Engineer Chanakira said: “We also view it (the project) as an economic enabler in terms of economic development. We are looking at part of the materials and equipment coming from the local market . . . The scale is not as envisaged during the time of project development. So here we have 10 percent of the EPC (engineering, procurement and construction) contract.”
As the world tries to transition from coal-fired power stations to protect the environment, this has inadvertently affected some planned projects to increase ZESA’s power generating capacity.
The planned US$100 million Munyati Repowering Project that was being bankrolled by China to restore output to 100MW is now effectively dead in the water after Beijing recently cancelled the deal after President Xi Jinping announced on September 21 this year that China “will not build new coal-fired power projects abroad”.

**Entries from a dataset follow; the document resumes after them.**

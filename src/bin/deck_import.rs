use std::env;
use std::path::PathBuf;
use std::sync::Arc;
use tracing::{error, info, warn};

use deckport::config::Config;
use deckport::import::{
    decode_text, format_intent, parse_decklist, parse_order_xml, sniff_input, DeckUrlImporter,
    ImportIntent, ImportOrchestrator, ImportOutcome, InputKind,
};
use deckport::library::LibraryManager;
use deckport::ports::TracingNotifier;

#[tokio::main]
async fn main() {
    // Use RUST_LOG env var if set, otherwise default to info level
    let log_filter = std::env::var("RUST_LOG").unwrap_or_else(|_| "info".to_string());
    tracing_subscriber::fmt().with_env_filter(log_filter).init();

    let args: Vec<String> = env::args().collect();
    if args.len() < 2 {
        print_usage(&args[0]);
        std::process::exit(1);
    }

    let mut db_path: Option<PathBuf> = None;
    let mut dry_run = false;
    let mut input: Option<String> = None;

    let mut i = 1;
    while i < args.len() {
        match args[i].as_str() {
            "--db" => {
                if i + 1 >= args.len() {
                    error!("--db requires a file path");
                    print_usage(&args[0]);
                    std::process::exit(1);
                }
                db_path = Some(PathBuf::from(&args[i + 1]));
                i += 2;
            }
            "--dry-run" => {
                dry_run = true;
                i += 1;
            }
            other if input.is_none() => {
                input = Some(other.to_string());
                i += 1;
            }
            other => {
                error!("Unexpected argument: {}", other);
                print_usage(&args[0]);
                std::process::exit(1);
            }
        }
    }

    let Some(input) = input else {
        error!("No input specified");
        print_usage(&args[0]);
        std::process::exit(1);
    };

    let config = Config::load();
    let settings = config.settings();

    let text = if input.starts_with("http://") || input.starts_with("https://") {
        input.clone()
    } else {
        match std::fs::read(&input) {
            Ok(bytes) => decode_text(&bytes),
            Err(e) => {
                error!("Failed to read {}: {}", input, e);
                std::process::exit(1);
            }
        }
    };

    let intents: Vec<ImportIntent> = match sniff_input(&text) {
        InputKind::DeckUrl => {
            let client = match config.http_client() {
                Ok(client) => client,
                Err(e) => {
                    error!("Failed to build HTTP client: {}", e);
                    std::process::exit(1);
                }
            };
            match DeckUrlImporter::new(client).fetch_intents(text.trim()).await {
                Ok(intents) => intents,
                Err(e) => {
                    error!("Failed to fetch deck: {}", e);
                    std::process::exit(1);
                }
            }
        }
        InputKind::OrderXml => match parse_order_xml(&text) {
            Ok(order) => {
                if let Some(back) = order.global_back {
                    info!("Using order card back {} as default back", back);
                    settings.set_default_back_image_id(Some(back));
                }
                order.intents
            }
            Err(e) => {
                error!("Failed to parse order XML: {}", e);
                std::process::exit(1);
            }
        },
        InputKind::Decklist => parse_decklist(&text),
    };

    for intent in &intents {
        println!("{}", format_intent(intent));
    }
    if dry_run {
        info!("Dry run: parsed {} intent(s), nothing imported", intents.len());
        return;
    }

    let db_path = db_path.unwrap_or_else(|| config.database_path());
    if let Some(parent) = db_path.parent() {
        if let Err(e) = std::fs::create_dir_all(parent) {
            warn!("Could not create {}: {}", parent.display(), e);
        }
    }

    let library = match LibraryManager::open(&db_path.to_string_lossy()).await {
        Ok(library) => library,
        Err(e) => {
            error!("Failed to open library at {}: {}", db_path.display(), e);
            std::process::exit(1);
        }
    };

    let orchestrator = match ImportOrchestrator::from_config(
        &config,
        Arc::new(library),
        Arc::new(TracingNotifier),
        Arc::new(settings),
    ) {
        Ok(orchestrator) => orchestrator,
        Err(e) => {
            error!("Failed to set up providers: {}", e);
            std::process::exit(1);
        }
    };

    match orchestrator.process_cards(intents).await {
        ImportOutcome::Completed(summary) => {
            println!(
                "Imported {} card(s), {} not found",
                summary.imported(),
                summary.failed.len()
            );
            for failed in &summary.failed {
                println!("  missing: {} ({})", failed.name, failed.reason);
            }
            if let Some(ImportOutcome::Completed(tokens)) = orchestrator.wait_for_token_pass().await
            {
                println!("Imported {} token(s)", tokens.imported());
            }
        }
        ImportOutcome::NoValidCards => std::process::exit(1),
        ImportOutcome::Cancelled => {
            warn!("Import was cancelled");
            std::process::exit(1);
        }
        ImportOutcome::Failed(e) => {
            error!("Import failed: {}", e);
            std::process::exit(1);
        }
    }
}

fn print_usage(program_name: &str) {
    eprintln!("Usage:");
    eprintln!("  {} [--db <library.db>] [--dry-run] <decklist|order.xml|deck url>", program_name);
    eprintln!();
    eprintln!("Examples:");
    eprintln!("  {} deck.txt", program_name);
    eprintln!("  {} --dry-run order.xml", program_name);
    eprintln!("  {} https://archidekt.com/decks/123456", program_name);
}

While the announcement blindsided ZESA, the power utility is understood to be in negotiations with a South Korean firm to explore the possibility of using new waste-to-energy technology that could be best suited for Harare and Bulawayo thermal power stations.
The utility is also looking into the possibility of leveraging on a series of gorges on the Kafue-Zambezi catchment complex that could generate 14 500MW and be used as a “natural battery” capable of increasing the contribution of renewable energy sources into the local energy mix.
Such a project, however, will have to be pursued in conjuction with other regional utilities.
It might as well find ready financiers as banks switch to alternative green energy projects.
Overall, Dr Gata literally sees a bright future, as he is confident that if it all works according to plan, Zimbabwe might be exporting power by the end of next year.